Una mujer que lo espera con ansia se saca del sostén una bolsa de plástico y vierte el contenido (tequila) a su vaso, para brindar con otras despechugadas que le acompañan. Mucho antes de que la música alcance su algidez y luego de que la mujer imitara —torpemente— la hazaña de Juan Gabriel para alzar el vaso y derramar chorros de licor, el calor del lugar comienza a cobrarle pieza. Le llega el aturdimiento mental, la boca seca y de pronto llena de saliva, la opresión natural del estómago y la acidez que sube por el tubo digestivo hasta el vómito. Después de unos minutos otra vez. Las lágrimas. Las personas que se abren para darle espacio. Las acompañantes buscándole aire fresco en medio de la vorágine humana y la humareda persistente.

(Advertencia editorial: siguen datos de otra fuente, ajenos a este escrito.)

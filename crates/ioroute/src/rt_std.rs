//! Drivers for the standard streams.

use crate::driver::{Access, Channel, Driver, OpenRequest, Tell};
use crate::error::RouteError;
use std::io::{Read, Write};
use tabular::Table;

/// Which stream a std channel talks to.
#[derive(Debug, Clone, Copy, PartialEq, Eq)]
enum Stream {
    In,
    Out,
    Err,
}

struct StdChannel {
    stream: Stream,
}

impl Channel for StdChannel {
    fn write(&mut self, bytes: &[u8]) -> Result<usize, RouteError> {
        match self.stream {
            Stream::In => Err(RouteError::Unsupported("stdin")),
            Stream::Out => {
                let mut out = std::io::stdout();
                out.write_all(bytes)?;
                out.flush()?;
                Ok(bytes.len())
            }
            Stream::Err => {
                let mut err = std::io::stderr();
                err.write_all(bytes)?;
                err.flush()?;
                Ok(bytes.len())
            }
        }
    }

    fn twrite(&mut self, tab: &Table) -> Result<(), RouteError> {
        let text = tab.out_table('\t', true, true);
        self.write(text.as_bytes())?;
        Ok(())
    }

    fn tell(&mut self) -> Result<Tell, RouteError> {
        Ok(Tell::NONE)
    }

    fn read(&mut self, _seq: i64, _offset: i64) -> Result<Vec<Vec<u8>>, RouteError> {
        match self.stream {
            Stream::In => {
                let mut buf = Vec::new();
                std::io::stdin().read_to_end(&mut buf)?;
                Ok(vec![buf])
            }
            _ => Err(RouteError::Unsupported("stdout/stderr")),
        }
    }

    fn tread(&mut self, seq: i64, offset: i64) -> Result<Table, RouteError> {
        let buffers = self.read(seq, offset)?;
        let text = String::from_utf8_lossy(&buffers.concat()).into_owned();
        crate::driver::scan_stream_table(&text)
    }
}

macro_rules! std_driver {
    ($name:ident, $prefix:literal, $descr:literal, $stream:expr) => {
        /// Route driver for one standard stream.
        pub struct $name;

        impl Driver for $name {
            fn prefix(&self) -> &'static str {
                $prefix
            }

            fn description(&self) -> &'static str {
                $descr
            }

            fn access(&self, _suffix: &str, mode: Access) -> bool {
                match $stream {
                    Stream::In => mode == Access::Read,
                    _ => mode == Access::Write,
                }
            }

            fn open(&self, _req: &OpenRequest<'_>) -> Result<Box<dyn Channel>, RouteError> {
                Ok(Box::new(StdChannel { stream: $stream }))
            }
        }
    };
}

std_driver!(StdinDriver, "stdin", "standard input", Stream::In);
std_driver!(StdoutDriver, "stdout", "standard output", Stream::Out);
std_driver!(StderrDriver, "stderr", "standard error", Stream::Err);

#[cfg(test)]
mod tests {
    use super::*;

    #[test]
    fn test_access_directions() {
        assert!(StdinDriver.access("", Access::Read));
        assert!(!StdinDriver.access("", Access::Write));
        assert!(StdoutDriver.access("", Access::Write));
        assert!(!StdoutDriver.access("", Access::Read));
        assert!(StderrDriver.access("", Access::Write));
    }

    #[test]
    fn test_tell_is_all_sentinels() {
        let mut ch = StdChannel { stream: Stream::Out };
        assert_eq!(ch.tell().unwrap(), Tell::NONE);
    }

    #[test]
    fn test_stdin_write_unsupported() {
        let mut ch = StdChannel { stream: Stream::In };
        assert!(matches!(
            ch.write(b"x"),
            Err(RouteError::Unsupported(_))
        ));
    }
}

Abajo, el charro entona intenso el himno de la ciudad. La mujer que sale auxiliada pierde la posibilidad de ver una de las fechas del cierre del Palenque y luce derrotada y ebria. Alrededor todos aquellos cuerpos aullantes, añorando ser el Adonis del centro. Queriendo vestir las pieles que usa el gladiador que no lucha con toros. Un modelo que no pelea pero que despierta lo recóndito de las masas. El torero sin capote renovado, absuelto y redimido.